## Activity
Start at the first line of the material below and retype each line through the one containing "pub mod pins;", exactly.
BEGIN Input material
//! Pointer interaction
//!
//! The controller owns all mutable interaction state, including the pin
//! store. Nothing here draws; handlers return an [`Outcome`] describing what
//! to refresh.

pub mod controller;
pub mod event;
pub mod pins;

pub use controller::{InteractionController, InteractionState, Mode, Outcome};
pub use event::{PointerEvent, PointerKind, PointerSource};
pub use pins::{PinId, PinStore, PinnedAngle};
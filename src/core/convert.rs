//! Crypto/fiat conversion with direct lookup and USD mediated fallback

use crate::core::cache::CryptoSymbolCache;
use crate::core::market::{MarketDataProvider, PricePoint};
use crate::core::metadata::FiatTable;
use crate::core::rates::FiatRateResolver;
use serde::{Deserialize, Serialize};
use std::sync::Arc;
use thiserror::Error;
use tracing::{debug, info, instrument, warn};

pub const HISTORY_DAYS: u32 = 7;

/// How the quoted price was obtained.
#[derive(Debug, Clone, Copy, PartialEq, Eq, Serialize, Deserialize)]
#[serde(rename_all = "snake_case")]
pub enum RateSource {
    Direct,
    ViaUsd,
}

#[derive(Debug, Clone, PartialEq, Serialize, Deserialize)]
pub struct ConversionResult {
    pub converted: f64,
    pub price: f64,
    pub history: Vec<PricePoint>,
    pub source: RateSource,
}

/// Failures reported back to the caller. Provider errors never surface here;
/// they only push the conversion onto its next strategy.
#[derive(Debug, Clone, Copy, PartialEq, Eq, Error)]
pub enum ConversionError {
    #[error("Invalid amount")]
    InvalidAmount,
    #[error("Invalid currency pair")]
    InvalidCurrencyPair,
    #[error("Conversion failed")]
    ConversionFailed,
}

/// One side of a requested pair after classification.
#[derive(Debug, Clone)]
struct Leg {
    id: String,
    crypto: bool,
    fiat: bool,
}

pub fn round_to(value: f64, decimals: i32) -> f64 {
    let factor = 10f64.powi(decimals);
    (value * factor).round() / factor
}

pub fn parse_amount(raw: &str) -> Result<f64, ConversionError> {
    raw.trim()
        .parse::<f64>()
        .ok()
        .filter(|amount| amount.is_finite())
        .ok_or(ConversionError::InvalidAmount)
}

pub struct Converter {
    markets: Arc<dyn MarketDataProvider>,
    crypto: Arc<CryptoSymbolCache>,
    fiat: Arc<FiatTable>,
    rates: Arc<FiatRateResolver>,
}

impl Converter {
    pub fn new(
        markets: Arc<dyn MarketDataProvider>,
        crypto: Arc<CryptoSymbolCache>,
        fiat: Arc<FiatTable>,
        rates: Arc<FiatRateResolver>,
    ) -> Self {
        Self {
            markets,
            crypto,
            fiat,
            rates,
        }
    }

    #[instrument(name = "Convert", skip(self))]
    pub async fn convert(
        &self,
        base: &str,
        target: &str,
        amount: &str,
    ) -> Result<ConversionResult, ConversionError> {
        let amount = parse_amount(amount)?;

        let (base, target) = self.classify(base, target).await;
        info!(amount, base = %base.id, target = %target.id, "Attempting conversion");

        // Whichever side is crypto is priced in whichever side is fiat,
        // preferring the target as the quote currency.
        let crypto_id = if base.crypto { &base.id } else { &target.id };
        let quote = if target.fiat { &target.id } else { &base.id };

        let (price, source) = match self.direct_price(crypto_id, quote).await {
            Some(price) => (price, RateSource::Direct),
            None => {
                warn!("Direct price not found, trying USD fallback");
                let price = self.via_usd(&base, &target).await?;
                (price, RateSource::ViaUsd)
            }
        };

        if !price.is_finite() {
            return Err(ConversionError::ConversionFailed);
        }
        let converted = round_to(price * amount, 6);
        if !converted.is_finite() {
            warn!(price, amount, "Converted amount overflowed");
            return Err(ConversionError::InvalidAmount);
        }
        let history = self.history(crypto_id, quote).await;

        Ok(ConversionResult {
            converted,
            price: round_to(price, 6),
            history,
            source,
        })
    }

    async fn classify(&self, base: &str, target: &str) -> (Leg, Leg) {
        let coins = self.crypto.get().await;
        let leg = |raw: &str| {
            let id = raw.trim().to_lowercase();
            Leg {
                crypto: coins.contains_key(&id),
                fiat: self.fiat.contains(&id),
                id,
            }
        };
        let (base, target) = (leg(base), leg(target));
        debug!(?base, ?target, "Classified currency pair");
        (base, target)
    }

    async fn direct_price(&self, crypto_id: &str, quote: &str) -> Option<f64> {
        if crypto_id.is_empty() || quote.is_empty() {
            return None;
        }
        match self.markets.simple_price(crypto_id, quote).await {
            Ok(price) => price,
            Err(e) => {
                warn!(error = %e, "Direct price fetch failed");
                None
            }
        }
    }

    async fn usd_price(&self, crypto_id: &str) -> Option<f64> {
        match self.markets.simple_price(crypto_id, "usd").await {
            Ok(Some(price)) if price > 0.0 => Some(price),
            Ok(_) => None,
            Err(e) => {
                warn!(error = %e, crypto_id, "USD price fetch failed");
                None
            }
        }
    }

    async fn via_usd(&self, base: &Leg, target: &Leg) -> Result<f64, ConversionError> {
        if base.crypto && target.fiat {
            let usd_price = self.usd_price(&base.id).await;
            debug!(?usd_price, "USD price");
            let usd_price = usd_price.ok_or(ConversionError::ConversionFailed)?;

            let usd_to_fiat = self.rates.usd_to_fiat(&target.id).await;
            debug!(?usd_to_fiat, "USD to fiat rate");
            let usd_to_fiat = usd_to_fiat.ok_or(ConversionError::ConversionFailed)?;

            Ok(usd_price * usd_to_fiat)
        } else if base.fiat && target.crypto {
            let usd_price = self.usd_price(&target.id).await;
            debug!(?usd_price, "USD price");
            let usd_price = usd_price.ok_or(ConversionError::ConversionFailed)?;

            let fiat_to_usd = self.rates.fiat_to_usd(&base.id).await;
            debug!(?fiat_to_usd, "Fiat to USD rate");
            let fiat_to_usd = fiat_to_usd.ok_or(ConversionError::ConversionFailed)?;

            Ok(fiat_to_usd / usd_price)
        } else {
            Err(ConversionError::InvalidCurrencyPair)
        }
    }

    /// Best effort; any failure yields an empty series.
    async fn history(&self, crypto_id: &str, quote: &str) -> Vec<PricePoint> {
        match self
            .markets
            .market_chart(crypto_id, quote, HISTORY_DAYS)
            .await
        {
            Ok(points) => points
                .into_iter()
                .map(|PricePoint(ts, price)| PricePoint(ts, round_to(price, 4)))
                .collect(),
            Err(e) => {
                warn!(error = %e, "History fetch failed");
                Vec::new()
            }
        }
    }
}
END Input material
## Exercise solution
//! Pointer interaction
//!
//! The controller owns all mutable interaction state, including the pin
//! store. Nothing here draws; handlers return an [`Outcome`] describing what
//! to refresh.

pub mod controller;
pub mod event;
pub mod pins;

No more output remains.